▶ **Exercise description**
Go through the data from its first line and retype each line, stopping once the line containing "their discovery order." has been retyped.

** Opening Records for this task block **

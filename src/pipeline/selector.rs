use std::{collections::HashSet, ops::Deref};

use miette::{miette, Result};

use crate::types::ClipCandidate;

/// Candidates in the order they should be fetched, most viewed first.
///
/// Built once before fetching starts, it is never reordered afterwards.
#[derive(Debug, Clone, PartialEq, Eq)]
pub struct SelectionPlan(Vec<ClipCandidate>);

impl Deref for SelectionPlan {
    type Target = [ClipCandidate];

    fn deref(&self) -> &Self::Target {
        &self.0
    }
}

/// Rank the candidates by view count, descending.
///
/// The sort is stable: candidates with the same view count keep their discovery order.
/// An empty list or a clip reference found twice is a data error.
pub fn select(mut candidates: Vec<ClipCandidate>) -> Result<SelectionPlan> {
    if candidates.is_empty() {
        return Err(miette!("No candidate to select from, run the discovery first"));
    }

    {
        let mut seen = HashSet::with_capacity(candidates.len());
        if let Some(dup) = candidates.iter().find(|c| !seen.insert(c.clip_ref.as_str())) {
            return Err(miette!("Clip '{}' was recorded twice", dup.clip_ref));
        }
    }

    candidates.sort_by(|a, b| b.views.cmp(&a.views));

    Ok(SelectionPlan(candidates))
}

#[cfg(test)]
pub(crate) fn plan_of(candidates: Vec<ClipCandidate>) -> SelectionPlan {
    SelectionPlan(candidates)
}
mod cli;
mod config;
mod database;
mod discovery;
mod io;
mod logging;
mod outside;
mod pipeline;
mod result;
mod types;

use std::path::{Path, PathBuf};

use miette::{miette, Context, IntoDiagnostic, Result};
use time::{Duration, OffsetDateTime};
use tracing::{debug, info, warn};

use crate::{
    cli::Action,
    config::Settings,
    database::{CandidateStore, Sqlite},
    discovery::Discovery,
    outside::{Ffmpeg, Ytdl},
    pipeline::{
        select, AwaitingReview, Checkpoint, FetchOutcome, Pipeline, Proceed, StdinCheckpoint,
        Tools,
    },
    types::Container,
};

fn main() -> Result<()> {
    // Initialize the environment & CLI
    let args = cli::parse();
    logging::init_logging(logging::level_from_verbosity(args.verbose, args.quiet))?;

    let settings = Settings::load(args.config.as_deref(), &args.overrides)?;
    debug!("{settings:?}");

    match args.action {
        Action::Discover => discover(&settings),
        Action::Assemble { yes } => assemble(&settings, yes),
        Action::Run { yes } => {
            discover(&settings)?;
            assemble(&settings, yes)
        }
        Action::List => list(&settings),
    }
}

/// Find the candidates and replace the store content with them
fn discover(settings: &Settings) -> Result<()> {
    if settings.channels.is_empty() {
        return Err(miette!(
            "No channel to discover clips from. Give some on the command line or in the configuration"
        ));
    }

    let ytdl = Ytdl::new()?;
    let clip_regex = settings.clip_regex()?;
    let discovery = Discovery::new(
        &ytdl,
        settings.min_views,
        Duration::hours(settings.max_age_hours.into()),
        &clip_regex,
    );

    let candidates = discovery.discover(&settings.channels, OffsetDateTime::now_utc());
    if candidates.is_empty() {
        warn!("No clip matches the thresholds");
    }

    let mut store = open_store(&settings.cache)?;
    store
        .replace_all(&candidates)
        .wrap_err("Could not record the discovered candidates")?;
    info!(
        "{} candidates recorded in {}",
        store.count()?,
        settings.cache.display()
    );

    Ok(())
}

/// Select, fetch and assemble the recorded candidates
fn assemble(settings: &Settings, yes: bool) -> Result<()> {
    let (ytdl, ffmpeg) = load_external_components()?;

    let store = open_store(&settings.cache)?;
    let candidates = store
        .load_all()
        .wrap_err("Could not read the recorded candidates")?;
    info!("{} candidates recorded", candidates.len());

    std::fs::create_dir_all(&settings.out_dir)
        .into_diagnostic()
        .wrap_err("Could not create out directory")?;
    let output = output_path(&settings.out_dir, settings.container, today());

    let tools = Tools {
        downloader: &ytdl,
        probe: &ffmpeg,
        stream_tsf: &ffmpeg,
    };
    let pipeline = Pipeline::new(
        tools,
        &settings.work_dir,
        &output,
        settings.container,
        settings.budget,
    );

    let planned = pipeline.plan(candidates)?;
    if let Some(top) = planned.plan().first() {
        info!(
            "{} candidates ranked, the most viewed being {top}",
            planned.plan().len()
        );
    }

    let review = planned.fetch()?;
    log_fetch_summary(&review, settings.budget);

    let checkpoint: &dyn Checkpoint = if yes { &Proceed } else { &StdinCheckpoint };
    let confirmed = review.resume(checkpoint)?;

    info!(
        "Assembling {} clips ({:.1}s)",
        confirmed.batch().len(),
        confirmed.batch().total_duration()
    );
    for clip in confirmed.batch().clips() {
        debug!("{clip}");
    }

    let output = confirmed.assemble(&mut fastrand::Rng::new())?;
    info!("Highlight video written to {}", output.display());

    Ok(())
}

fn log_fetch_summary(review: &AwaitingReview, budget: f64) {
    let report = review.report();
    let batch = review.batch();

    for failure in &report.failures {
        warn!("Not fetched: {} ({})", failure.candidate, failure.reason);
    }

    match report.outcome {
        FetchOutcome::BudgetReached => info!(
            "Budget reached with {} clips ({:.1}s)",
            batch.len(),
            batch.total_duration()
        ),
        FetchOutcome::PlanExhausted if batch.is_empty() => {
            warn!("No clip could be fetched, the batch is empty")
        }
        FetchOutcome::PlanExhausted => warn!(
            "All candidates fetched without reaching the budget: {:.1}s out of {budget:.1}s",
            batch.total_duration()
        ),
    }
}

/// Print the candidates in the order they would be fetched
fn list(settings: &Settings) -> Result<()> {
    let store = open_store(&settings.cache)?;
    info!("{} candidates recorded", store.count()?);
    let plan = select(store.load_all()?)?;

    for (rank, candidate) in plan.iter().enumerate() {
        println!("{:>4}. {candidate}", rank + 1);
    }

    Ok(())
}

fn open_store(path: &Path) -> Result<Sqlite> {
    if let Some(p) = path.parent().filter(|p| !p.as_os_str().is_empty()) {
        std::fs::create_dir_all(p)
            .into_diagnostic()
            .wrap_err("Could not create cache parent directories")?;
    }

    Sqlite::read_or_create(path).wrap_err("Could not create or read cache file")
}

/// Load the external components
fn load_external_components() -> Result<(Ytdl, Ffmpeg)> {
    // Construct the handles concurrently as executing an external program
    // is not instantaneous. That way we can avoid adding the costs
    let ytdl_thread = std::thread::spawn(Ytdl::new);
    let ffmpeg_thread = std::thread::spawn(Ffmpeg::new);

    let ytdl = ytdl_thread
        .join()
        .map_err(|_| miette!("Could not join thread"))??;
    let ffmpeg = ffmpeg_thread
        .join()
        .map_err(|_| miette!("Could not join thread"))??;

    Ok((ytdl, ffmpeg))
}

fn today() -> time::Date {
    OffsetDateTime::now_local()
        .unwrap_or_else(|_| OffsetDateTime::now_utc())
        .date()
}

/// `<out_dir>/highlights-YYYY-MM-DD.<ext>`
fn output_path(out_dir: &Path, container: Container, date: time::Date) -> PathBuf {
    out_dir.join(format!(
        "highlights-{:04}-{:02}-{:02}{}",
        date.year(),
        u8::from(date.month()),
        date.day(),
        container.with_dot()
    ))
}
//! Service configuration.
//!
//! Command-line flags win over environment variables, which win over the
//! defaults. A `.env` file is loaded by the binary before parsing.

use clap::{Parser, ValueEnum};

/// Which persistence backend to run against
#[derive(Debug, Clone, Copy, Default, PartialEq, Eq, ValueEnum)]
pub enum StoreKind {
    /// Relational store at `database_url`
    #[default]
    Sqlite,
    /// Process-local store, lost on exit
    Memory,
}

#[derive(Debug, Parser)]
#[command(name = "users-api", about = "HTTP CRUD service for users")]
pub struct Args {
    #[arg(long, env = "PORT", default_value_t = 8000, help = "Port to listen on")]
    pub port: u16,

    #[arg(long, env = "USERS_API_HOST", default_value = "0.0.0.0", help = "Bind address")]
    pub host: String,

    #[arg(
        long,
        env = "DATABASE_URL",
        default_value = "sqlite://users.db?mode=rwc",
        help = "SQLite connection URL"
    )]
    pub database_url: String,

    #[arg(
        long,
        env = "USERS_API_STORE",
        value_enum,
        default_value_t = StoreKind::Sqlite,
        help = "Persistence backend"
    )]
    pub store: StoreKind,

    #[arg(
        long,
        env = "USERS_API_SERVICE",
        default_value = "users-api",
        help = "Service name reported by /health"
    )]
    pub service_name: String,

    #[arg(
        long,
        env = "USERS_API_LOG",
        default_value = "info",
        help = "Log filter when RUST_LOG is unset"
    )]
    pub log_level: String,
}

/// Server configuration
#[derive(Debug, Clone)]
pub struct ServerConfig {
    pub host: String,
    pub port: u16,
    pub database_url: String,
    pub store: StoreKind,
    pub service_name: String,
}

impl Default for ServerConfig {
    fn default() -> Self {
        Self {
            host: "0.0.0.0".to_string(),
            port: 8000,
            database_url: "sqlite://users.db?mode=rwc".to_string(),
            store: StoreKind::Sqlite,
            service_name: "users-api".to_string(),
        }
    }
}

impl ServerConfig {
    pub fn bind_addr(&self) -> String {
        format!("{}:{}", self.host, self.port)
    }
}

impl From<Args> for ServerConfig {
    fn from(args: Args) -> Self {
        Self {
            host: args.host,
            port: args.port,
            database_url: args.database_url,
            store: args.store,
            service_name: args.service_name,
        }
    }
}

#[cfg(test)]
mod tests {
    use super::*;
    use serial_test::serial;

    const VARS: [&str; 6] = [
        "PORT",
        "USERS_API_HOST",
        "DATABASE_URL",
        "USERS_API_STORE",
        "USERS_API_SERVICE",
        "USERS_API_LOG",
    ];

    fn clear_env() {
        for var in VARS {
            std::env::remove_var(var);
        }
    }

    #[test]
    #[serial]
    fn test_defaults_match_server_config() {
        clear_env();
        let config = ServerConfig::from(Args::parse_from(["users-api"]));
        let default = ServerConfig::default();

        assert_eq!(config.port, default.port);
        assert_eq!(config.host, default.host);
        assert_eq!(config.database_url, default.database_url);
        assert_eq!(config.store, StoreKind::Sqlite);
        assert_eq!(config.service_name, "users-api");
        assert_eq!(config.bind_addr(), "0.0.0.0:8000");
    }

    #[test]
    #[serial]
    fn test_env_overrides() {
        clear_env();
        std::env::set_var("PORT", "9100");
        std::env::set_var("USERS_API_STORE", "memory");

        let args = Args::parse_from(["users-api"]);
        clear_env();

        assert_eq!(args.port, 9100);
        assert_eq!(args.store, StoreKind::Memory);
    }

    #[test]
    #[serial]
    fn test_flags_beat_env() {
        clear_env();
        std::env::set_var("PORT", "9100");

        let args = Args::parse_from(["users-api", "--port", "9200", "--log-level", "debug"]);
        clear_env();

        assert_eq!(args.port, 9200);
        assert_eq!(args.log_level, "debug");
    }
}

** Closing Records for this task block **

▶ **Written solution**
filename src/pipeline/selector.rs
use std::{collections::HashSet, ops::Deref};

use miette::{miette, Result};

use crate::types::ClipCandidate;

/// Candidates in the order they should be fetched, most viewed first.
///
/// Built once before fetching starts, it is never reordered afterwards.
#[derive(Debug, Clone, PartialEq, Eq)]
pub struct SelectionPlan(Vec<ClipCandidate>);

impl Deref for SelectionPlan {
    type Target = [ClipCandidate];

    fn deref(&self) -> &Self::Target {
        &self.0
    }
}

/// Rank the candidates by view count, descending.
///
/// The sort is stable: candidates with the same view count keep their discovery order.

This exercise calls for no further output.